**Exercise aim**
From the first line of the data below, copy each line up to the one containing "#[derive(Debug, Clone, PartialEq, Eq, Hash, PartialOrd, Ord)]", and include that line too.

**Data extract**
========

//! Cell-side identity handles: cells, their exports, and the usage slots a
//! cell allocates for each distinct subcell it instantiates.
//!
//! Export chronological indices are assigned per parent cell in creation
//! order and never reused. `external_id` is the export's name at creation
//! time; the current name lives in the export record and may change.

use std::fmt;
use std::hash::{Hash, Hasher};
use std::sync::{Arc, Weak};

use dashmap::DashMap;
use parking_lot::RwLock;

use crate::errors::{CircuitDbError, Result};

/// Registry key of a cell: library name + cell name at creation time
#[derive(Debug, Clone, PartialEq, Eq, Hash, PartialOrd, Ord)]
pub struct CellKey {
    pub lib_name: Arc<str>,
    pub cell_name: Arc<str>,
}

impl CellKey {
    pub fn new(lib_name: &str, cell_name: &str) -> Result<Self> {
        if lib_name.is_empty() || cell_name.is_empty() {
            return Err(CircuitDbError::invalid_argument(format!(
                "cell key {:?}:{:?} must have a library and a cell name",
                lib_name, cell_name
            )));
        }
        Ok(Self {
            lib_name: Arc::from(lib_name),
            cell_name: Arc::from(cell_name),
        })
    }
}

impl fmt::Display for CellKey {
    fn fmt(&self, f: &mut fmt::Formatter<'_>) -> fmt::Result {
        write!(f, "{}:{}", self.lib_name, self.cell_name)
    }
}

/// Cell handle (identity semantics)
#[derive(Clone)]
pub struct CellId(Arc<CellIdData>);

pub(crate) struct CellIdData {
    key: CellKey,
    cell_index: u32,
    exports: RwLock<Vec<ExportId>>,
    usages_in: RwLock<Vec<CellUsage>>,
    usage_by_proto: DashMap<u32, u32>,
}

impl CellId {
    pub(crate) fn new(key: CellKey, cell_index: u32) -> Self {
        Self(Arc::new(CellIdData {
            key,
            cell_index,
            exports: RwLock::new(Vec::new()),
            usages_in: RwLock::new(Vec::new()),
            usage_by_proto: DashMap::new(),
        }))
    }

    pub fn key(&self) -> &CellKey {
        &self.0.key
    }

    /// Chronological index within the registry
    pub fn cell_index(&self) -> u32 {
        self.0.cell_index
    }

    /// Allocate a fresh export id with the next chronological index
    pub fn new_export_id(&self, external_id: &str) -> Result<ExportId> {
        if external_id.is_empty() {
            return Err(CircuitDbError::invalid_argument(format!(
                "export external id in cell {} must not be empty",
                self.key()
            )));
        }
        let mut exports = self.0.exports.write();
        let id = self.make_export_id(exports.len() as u32, external_id);
        exports.push(id.clone());
        Ok(id)
    }

    /// Return the export at `chron_index`, creating it only when it is the
    /// next index to be assigned. Used when restoring serialized ids.
    pub fn get_or_create_export_id(&self, chron_index: u32, external_id: &str) -> Result<ExportId> {
        if external_id.is_empty() {
            return Err(CircuitDbError::invalid_argument(format!(
                "export external id in cell {} must not be empty",
                self.key()
            )));
        }
        if let Some(existing) = self.export_id(chron_index) {
            if existing.external_id() != external_id {
                return Err(CircuitDbError::invalid_argument(format!(
                    "export #{} of {} is {:?}, not {:?}",
                    chron_index,
                    self.key(),
                    existing.external_id(),
                    external_id
                )));
            }
            return Ok(existing);
        }

        let mut exports = self.0.exports.write();
        // another writer may have created it between the read and the write lock
        if let Some(existing) = exports.get(chron_index as usize) {
            if existing.external_id() == external_id {
                return Ok(existing.clone());
            }
            return Err(CircuitDbError::invalid_argument(format!(
                "export #{} of {} was concurrently created as {:?}",
                chron_index,
                self.key(),
                existing.external_id()
            )));
        }
        if chron_index as usize != exports.len() {
            return Err(CircuitDbError::invalid_argument(format!(
                "export #{} of {} skips chronological indices (next is {})",
                chron_index,
                self.key(),
                exports.len()
            )));
        }
        let id = self.make_export_id(chron_index, external_id);
        exports.push(id.clone());
        Ok(id)
    }

    fn make_export_id(&self, chron_index: u32, external_id: &str) -> ExportId {
        ExportId(Arc::new(ExportIdData {
            parent: Arc::downgrade(&self.0),
            parent_index: self.cell_index(),
            chron_index,
            external_id: Arc::from(external_id),
        }))
    }

    pub fn export_id(&self, chron_index: u32) -> Option<ExportId> {
        self.0.exports.read().get(chron_index as usize).cloned()
    }

    pub fn num_export_ids(&self) -> usize {
        self.0.exports.read().len()
    }

    /// All export ids ever allocated, in chronological order
    pub fn export_ids(&self) -> Vec<ExportId> {
        self.0.exports.read().clone()
    }

    /// Usage slot of `proto` inside this cell, allocated on first request
    pub fn usage_in(&self, proto: &CellId) -> CellUsage {
        if let Some(usage) = self.find_usage_in(proto) {
            return usage;
        }
        let mut usages = self.0.usages_in.write();
        if let Some(index) = self.0.usage_by_proto.get(&proto.cell_index()) {
            return usages[*index as usize].clone();
        }
        let usage = CellUsage(Arc::new(CellUsageData {
            parent_index: self.cell_index(),
            proto: proto.clone(),
            usage_index: usages.len() as u32,
        }));
        self.0
            .usage_by_proto
            .insert(proto.cell_index(), usage.usage_index());
        usages.push(usage.clone());
        usage
    }

    /// Usage slot of `proto` if one was ever allocated
    pub fn find_usage_in(&self, proto: &CellId) -> Option<CellUsage> {
        let index = *self.0.usage_by_proto.get(&proto.cell_index())?;
        self.0.usages_in.read().get(index as usize).cloned()
    }

    pub fn usage(&self, usage_index: u32) -> Option<CellUsage> {
        self.0.usages_in.read().get(usage_index as usize).cloned()
    }

    pub fn num_usages_in(&self) -> usize {
        self.0.usages_in.read().len()
    }
}

impl PartialEq for CellId {
    fn eq(&self, other: &Self) -> bool {
        Arc::ptr_eq(&self.0, &other.0)
    }
}

impl Eq for CellId {}

impl Hash for CellId {
    fn hash<H: Hasher>(&self, state: &mut H) {
        self.0.cell_index.hash(state);
    }
}

impl fmt::Debug for CellId {
    fn fmt(&self, f: &mut fmt::Formatter<'_>) -> fmt::Result {
        write!(f, "CellId(#{} {})", self.cell_index(), self.key())
    }
}

/// Export handle (identity semantics)
#[derive(Clone)]
pub struct ExportId(Arc<ExportIdData>);

struct ExportIdData {
    parent: Weak<CellIdData>,
    parent_index: u32,
    chron_index: u32,
    external_id: Arc<str>,
}

impl ExportId {
    pub fn chron_index(&self) -> u32 {
        self.0.chron_index
    }

    pub fn external_id(&self) -> &str {
        &self.0.external_id
    }

    /// Registry index of the owning cell
    pub fn parent_index(&self) -> u32 {
        self.0.parent_index
    }

    /// Owning cell, if its registry entry is still alive
    pub fn parent(&self) -> Option<CellId> {
        self.0.parent.upgrade().map(CellId)
    }

    pub fn is_in(&self, cell: &CellId) -> bool {
        Weak::as_ptr(&self.0.parent) == Arc::as_ptr(&cell.0)
    }
}

impl PartialEq for ExportId {
    fn eq(&self, other: &Self) -> bool {
        Arc::ptr_eq(&self.0, &other.0)
    }
}

impl Eq for ExportId {}

impl Hash for ExportId {
    fn hash<H: Hasher>(&self, state: &mut H) {
        (self.0.parent_index, self.0.chron_index).hash(state);
    }
}

impl fmt::Debug for ExportId {
    fn fmt(&self, f: &mut fmt::Formatter<'_>) -> fmt::Result {
        write!(
            f,
            "ExportId(cell#{}:{} {:?})",
            self.parent_index(),
            self.chron_index(),
            self.external_id()
        )
    }
}

/// One usage slot: `proto` instantiated inside the cell at `parent_index`
#[derive(Clone)]
pub struct CellUsage(Arc<CellUsageData>);

struct CellUsageData {
    parent_index: u32,
    proto: CellId,
    usage_index: u32,
}

impl CellUsage {
    pub fn parent_index(&self) -> u32 {
        self.0.parent_index
    }

    pub fn proto(&self) -> &CellId {
        &self.0.proto
    }

    pub fn usage_index(&self) -> u32 {
        self.0.usage_index
    }
}

impl PartialEq for CellUsage {
    fn eq(&self, other: &Self) -> bool {
        Arc::ptr_eq(&self.0, &other.0)
    }
}

impl Eq for CellUsage {}

impl fmt::Debug for CellUsage {
    fn fmt(&self, f: &mut fmt::Formatter<'_>) -> fmt::Result {
        write!(
            f,
            "CellUsage(#{} in cell#{} of {:?})",
            self.usage_index(),
            self.parent_index(),
            self.proto()
        )
    }
}

#[cfg(test)]
mod tests {
    use super::*;

    fn cell(name: &str, index: u32) -> CellId {
        CellId::new(CellKey::new("lib", name).unwrap(), index)
    }

    #[test]
    fn test_export_ids_are_chronological_and_never_reused() {
        let c = cell("inv", 0);
        let out = c.new_export_id("out").unwrap();
        let again = c.new_export_id("out").unwrap();
        assert_eq!(out.chron_index(), 0);
        assert_eq!(again.chron_index(), 1);
        assert_ne!(out, again);
        assert!(out.is_in(&c));
        assert_eq!(out.parent(), Some(c.clone()));
        assert_eq!(c.num_export_ids(), 2);
    }

    #[test]
    fn test_empty_external_id_rejected() {
        let c = cell("inv", 0);
        assert!(matches!(
            c.new_export_id(""),
            Err(CircuitDbError::InvalidArgument(_))
        ));
    }

    #[test]
    fn test_get_or_create_export_id_rules() {
        let c = cell("inv", 0);
        let a = c.get_or_create_export_id(0, "a").unwrap();
        assert_eq!(c.get_or_create_export_id(0, "a").unwrap(), a);
        assert!(c.get_or_create_export_id(0, "b").is_err());
        assert!(c.get_or_create_export_id(5, "gap").is_err());
        assert_eq!(c.get_or_create_export_id(1, "b").unwrap().chron_index(), 1);
    }

    #[test]
    fn test_usage_slots() {
        let top = cell("top", 0);
        let inv = cell("inv", 1);
        let nand = cell("nand", 2);

        let u_inv = top.usage_in(&inv);
        let u_nand = top.usage_in(&nand);
        assert_eq!(u_inv.usage_index(), 0);
        assert_eq!(u_nand.usage_index(), 1);
        assert_eq!(top.usage_in(&inv), u_inv);
        assert_eq!(top.find_usage_in(&nand), Some(u_nand));
        assert!(inv.find_usage_in(&top).is_none());
        assert_eq!(u_inv.proto(), &inv);
        assert_eq!(u_inv.parent_index(), 0);
    }
}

========

**Answer box**
//! Cell-side identity handles: cells, their exports, and the usage slots a
//! cell allocates for each distinct subcell it instantiates.
//!
//! Export chronological indices are assigned per parent cell in creation
//! order and never reused. `external_id` is the export's name at creation
//! time; the current name lives in the export record and may change.

use std::fmt;
use std::hash::{Hash, Hasher};
use std::sync::{Arc, Weak};

use dashmap::DashMap;
use parking_lot::RwLock;

use crate::errors::{CircuitDbError, Result};

/// Registry key of a cell: library name + cell name at creation time
#[derive(Debug, Clone, PartialEq, Eq, Hash, PartialOrd, Ord)]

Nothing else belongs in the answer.